Grass and weeds can grow at the bottom of window wells. Not only do they make it more difficult for water to drain, they block out daylight and are difficult to remove. The galvanized steel that most window wells are made of can rust and become dark, which not only looks bad, but lets even less light into your basement.
You can test the drainage ability of your window wells with a simple flood test. Put your garden hose nozzle on the bottom of your window well, making sure it is not pointed directly at the window. Turn the water on full for about 5 seconds. If the water drains quickly (in a few seconds), your drainage is good – if not, you could have a problem.
What’s the Solution?
If water does not drain quickly following your flood test, you need to address the problem immediately, before your basement floods. You can call Clarke Basement Systems at 1-844-225-6185 for fast, professional advice.
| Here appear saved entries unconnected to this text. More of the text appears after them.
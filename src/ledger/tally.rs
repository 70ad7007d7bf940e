use std::collections::BTreeMap;

use mongodb::{bson::doc, error::Error as DbError, ClientSession};

use crate::model::{
    common::{ConstituencyId, ElectionId, PartyId},
    db::{tally::Tally, vote::Vote},
};

use super::Ledger;

/// Count the votes for each party in each constituency of the given election.
///
/// Votes from other elections are ignored. The result is ordered by constituency, then party.
pub fn tally_votes<'a>(
    election_id: ElectionId,
    votes: impl IntoIterator<Item = &'a Vote>,
) -> Vec<Tally> {
    let mut counts: BTreeMap<(ConstituencyId, PartyId), u64> = BTreeMap::new();
    for vote in votes {
        if vote.election_id == election_id {
            *counts
                .entry((vote.constituency_id, vote.party_id))
                .or_default() += 1;
        }
    }
    counts
        .into_iter()
        .map(|((constituency_id, party_id), votes)| Tally {
            election_id,
            constituency_id,
            party_id,
            votes,
        })
        .collect()
}

impl Ledger {
    /// Recompute the stored tallies of an election from its votes, in its own transaction.
    ///
    /// Running this again without new votes leaves the same tallies.
    pub async fn aggregate(&self, election_id: ElectionId) -> Result<Vec<Tally>, DbError> {
        let mut session = self.store.start_transaction().await?;
        let tallies = self.aggregate_in(election_id, &mut session).await?;
        session.commit_transaction().await?;
        Ok(tallies)
    }

    /// Replace the stored tallies of an election within the given session's transaction.
    pub(super) async fn aggregate_in(
        &self,
        election_id: ElectionId,
        session: &mut ClientSession,
    ) -> Result<Vec<Tally>, DbError> {
        let filter = doc! { "election_id": election_id };

        let mut cursor = self
            .store
            .coll::<Vote>()
            .find_with_session(filter.clone(), None, session)
            .await?;
        let mut votes = Vec::new();
        while let Some(vote) = cursor.next(session).await {
            votes.push(vote?);
        }
        let tallies = tally_votes(election_id, &votes);

        let tally_coll = self.store.coll::<Tally>();
        tally_coll
            .delete_many_with_session(filter, None, session)
            .await?;
        if !tallies.is_empty() {
            tally_coll
                .insert_many_with_session(&tallies, None, session)
                .await?;
        }
        Ok(tallies)
    }
}
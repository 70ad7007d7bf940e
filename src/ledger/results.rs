use std::collections::{BTreeSet, HashMap};

use mongodb::{bson::doc, error::Error as DbError};
use rocket::futures::TryStreamExt;

use crate::error::{Error, Result};
use crate::model::{
    api::results::{rank_results, ResultEntry, ResultNames},
    common::{ElectionId, ElectionState},
    db::{citizen::Citizen, constituency::Constituency, election::Election, party::Party, tally::Tally},
    mongodb::u32_id_filter,
};

use super::Ledger;

impl Ledger {
    /// The ranked results of an ended election.
    ///
    /// Elections that have not ended have no results yet.
    pub async fn get_results(&self, election_id: ElectionId) -> Result<Vec<ResultEntry>> {
        let election = self
            .store
            .coll::<Election>()
            .find_one(u32_id_filter(election_id), None)
            .await?
            .ok_or_else(|| Error::not_found(format!("Election {election_id}")))?;
        if election.state != ElectionState::Ended {
            return Err(Error::not_found(format!("Results for election {election_id}")));
        }
        Ok(self.results_of(&election).await?)
    }

    /// Rank the stored tallies of the given election.
    pub async fn results_of(&self, election: &Election) -> std::result::Result<Vec<ResultEntry>, DbError> {
        let tallies: Vec<Tally> = self
            .store
            .coll::<Tally>()
            .find(doc! { "election_id": election.id }, None)
            .await?
            .try_collect()
            .await?;
        let names = self.result_names(election).await?;
        Ok(rank_results(&tallies, &names))
    }

    /// Look up the names needed to present the results of the given election.
    pub async fn result_names(&self, election: &Election) -> std::result::Result<ResultNames, DbError> {
        let constituencies: Vec<Constituency> = self
            .store
            .coll::<Constituency>()
            .find(doc! { "_id": { "$in": election.constituencies.clone() } }, None)
            .await?
            .try_collect()
            .await?;

        let candidates = constituencies.iter().flat_map(|c| c.candidates.iter());
        let party_ids: BTreeSet<_> = candidates.clone().map(|c| c.party_id).collect();
        let citizen_ids: BTreeSet<_> = candidates.map(|c| c.citizen_id).collect();

        let parties: HashMap<_, _> = self
            .store
            .coll::<Party>()
            .find(doc! { "_id": { "$in": party_ids.into_iter().collect::<Vec<_>>() } }, None)
            .await?
            .map_ok(|party| (party.id, party.name))
            .try_collect()
            .await?;
        let citizens: HashMap<_, _> = self
            .store
            .coll::<Citizen>()
            .find(doc! { "_id": { "$in": citizen_ids.into_iter().collect::<Vec<_>>() } }, None)
            .await?
            .map_ok(|citizen| (citizen.id, citizen.name))
            .try_collect()
            .await?;

        Ok(ResultNames {
            constituencies: constituencies.into_iter().map(|c| (c.id, c)).collect(),
            parties,
            citizens,
        })
    }
}

#[cfg(test)]
mod tests {
    use mongodb::Database;
    use rocket::{http::Status, local::asynchronous::Client};

    use super::*;
    use crate::ledger::fixtures::{
        ledger, seed_election, CANDIDATE_A, CANDIDATE_B, CONSTITUENCY, ELECTION, PARTY_A, PARTY_B,
    };
    use crate::model::mongodb::Coll;

    #[backend_test]
    async fn ranked_by_votes(client: Client, db: Database) {
        let ledger = ledger(&client);
        seed_election(&db, ElectionState::Started).await;

        for voter in ["v1", "v2", "v3"] {
            ledger
                .cast_vote(ELECTION, CONSTITUENCY, PARTY_A, voter)
                .await
                .unwrap();
        }
        for voter in ["v4", "v5", "v6", "v7", "v8"] {
            ledger
                .cast_vote(ELECTION, CONSTITUENCY, PARTY_B, voter)
                .await
                .unwrap();
        }
        ledger.end_election(ELECTION).await.unwrap();

        let results = ledger.get_results(ELECTION).await.unwrap();
        let ranked: Vec<_> = results
            .iter()
            .map(|entry| (entry.party_id, entry.votes))
            .collect();
        assert_eq!(ranked, vec![(PARTY_B, 5), (PARTY_A, 3)]);
        assert_eq!(
            results[0].candidate_name.as_deref(),
            Some(format!("Candidate {CANDIDATE_B}").as_str())
        );
        assert_eq!(
            results[1].candidate_name.as_deref(),
            Some(format!("Candidate {CANDIDATE_A}").as_str())
        );
        assert_eq!(results[0].party_name, format!("Party {PARTY_B}"));
    }

    #[backend_test]
    async fn aggregation_is_idempotent(client: Client, db: Database, tallies: Coll<Tally>) {
        let ledger = ledger(&client);
        seed_election(&db, ElectionState::Started).await;
        for (voter, party_id) in [("v1", PARTY_A), ("v2", PARTY_B), ("v3", PARTY_B)] {
            ledger
                .cast_vote(ELECTION, CONSTITUENCY, party_id, voter)
                .await
                .unwrap();
        }
        ledger.end_election(ELECTION).await.unwrap();
        let first = ledger.get_results(ELECTION).await.unwrap();

        let recomputed = ledger.aggregate(ELECTION).await.unwrap();
        let second = ledger.get_results(ELECTION).await.unwrap();
        assert_eq!(first, second);
        assert_eq!(recomputed.len(), 2);

        let stored = tallies
            .count_documents(doc! { "election_id": ELECTION }, None)
            .await
            .unwrap();
        assert_eq!(stored, 2);
    }

    #[backend_test]
    async fn no_votes_no_results(client: Client, db: Database) {
        let ledger = ledger(&client);
        seed_election(&db, ElectionState::Started).await;
        ledger.end_election(ELECTION).await.unwrap();

        assert!(ledger.get_results(ELECTION).await.unwrap().is_empty());
    }

    #[backend_test]
    async fn results_hidden_until_ended(client: Client, db: Database) {
        let ledger = ledger(&client);
        seed_election(&db, ElectionState::Started).await;
        ledger
            .cast_vote(ELECTION, CONSTITUENCY, PARTY_A, "v1")
            .await
            .unwrap();

        let err = ledger.get_results(ELECTION).await.unwrap_err();
        assert!(matches!(err, Error::Status(s, _) if s == Status::NotFound));

        let err = ledger.get_results(ELECTION + 1).await.unwrap_err();
        assert!(matches!(err, Error::Status(s, _) if s == Status::NotFound));
    }
}
use argon2::Config;
use rand::Rng;
use serde::{Deserialize, Serialize};

use crate::error::Error;
use crate::model::db::admin::NewAdmin;

pub const MIN_PASSWORD_LENGTH: usize = 8;

/// Raw admin credentials, received from a user. These are never stored directly,
/// since the password is in plaintext.
#[derive(Clone, Deserialize, Serialize)]
pub struct AdminCredentials {
    pub username: String,
    pub password: String,
}

impl TryFrom<AdminCredentials> for NewAdmin {
    type Error = Error;

    /// Convert [`AdminCredentials`] to a new [`NewAdmin`] by hashing the password.
    /// This enforces that the username is non-empty, and the password meets minimum length.
    fn try_from(cred: AdminCredentials) -> Result<Self, Self::Error> {
        if cred.username.is_empty() {
            return Err(Error::bad_request("Admin username is empty"));
        }
        if cred.password.len() < MIN_PASSWORD_LENGTH {
            return Err(Error::bad_request(format!(
                "Admin password must be at least {MIN_PASSWORD_LENGTH} characters"
            )));
        }

        // 16 bytes is recommended for password hashing:
        //  https://en.wikipedia.org/wiki/Argon2
        let mut salt = [0_u8; 16];
        rand::thread_rng().fill(&mut salt);
        let password_hash =
            argon2::hash_encoded(cred.password.as_bytes(), &salt, &Config::default())?;
        Ok(Self {
            username: cred.username,
            password_hash,
        })
    }
}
Many new window well systems will prevent problems from starting. The Sunhouse™ basement window enclosure, manufactured by Basement Systems, prevents problems caused by traditional window wells through the following advancements:
• Clear, durable cover to let light in and keep dirt and debris out
• Durable poly-carbonate construction that will not rust
• Fully enclosed, including the bottom, so no grass or weeds will grow
• Specially designed walls and bottom will reflect as much daylight as possible into your basement
Other new window well systems include the stakWEL window well, which is adjustable to fit any depth of window, and the scapeWEL window well, which meets building code specifications for safe emergency exit from your basement. Bilco has specially designed both of these systems to let more light into your basement.
Clearly there are new solutions for your window well problems. The professional staff at Clarke Basement Systems will not only understand your problem, they will help you find the best solution. Call them now to learn more about window wells before you have a real problem on your hands – or in your basement.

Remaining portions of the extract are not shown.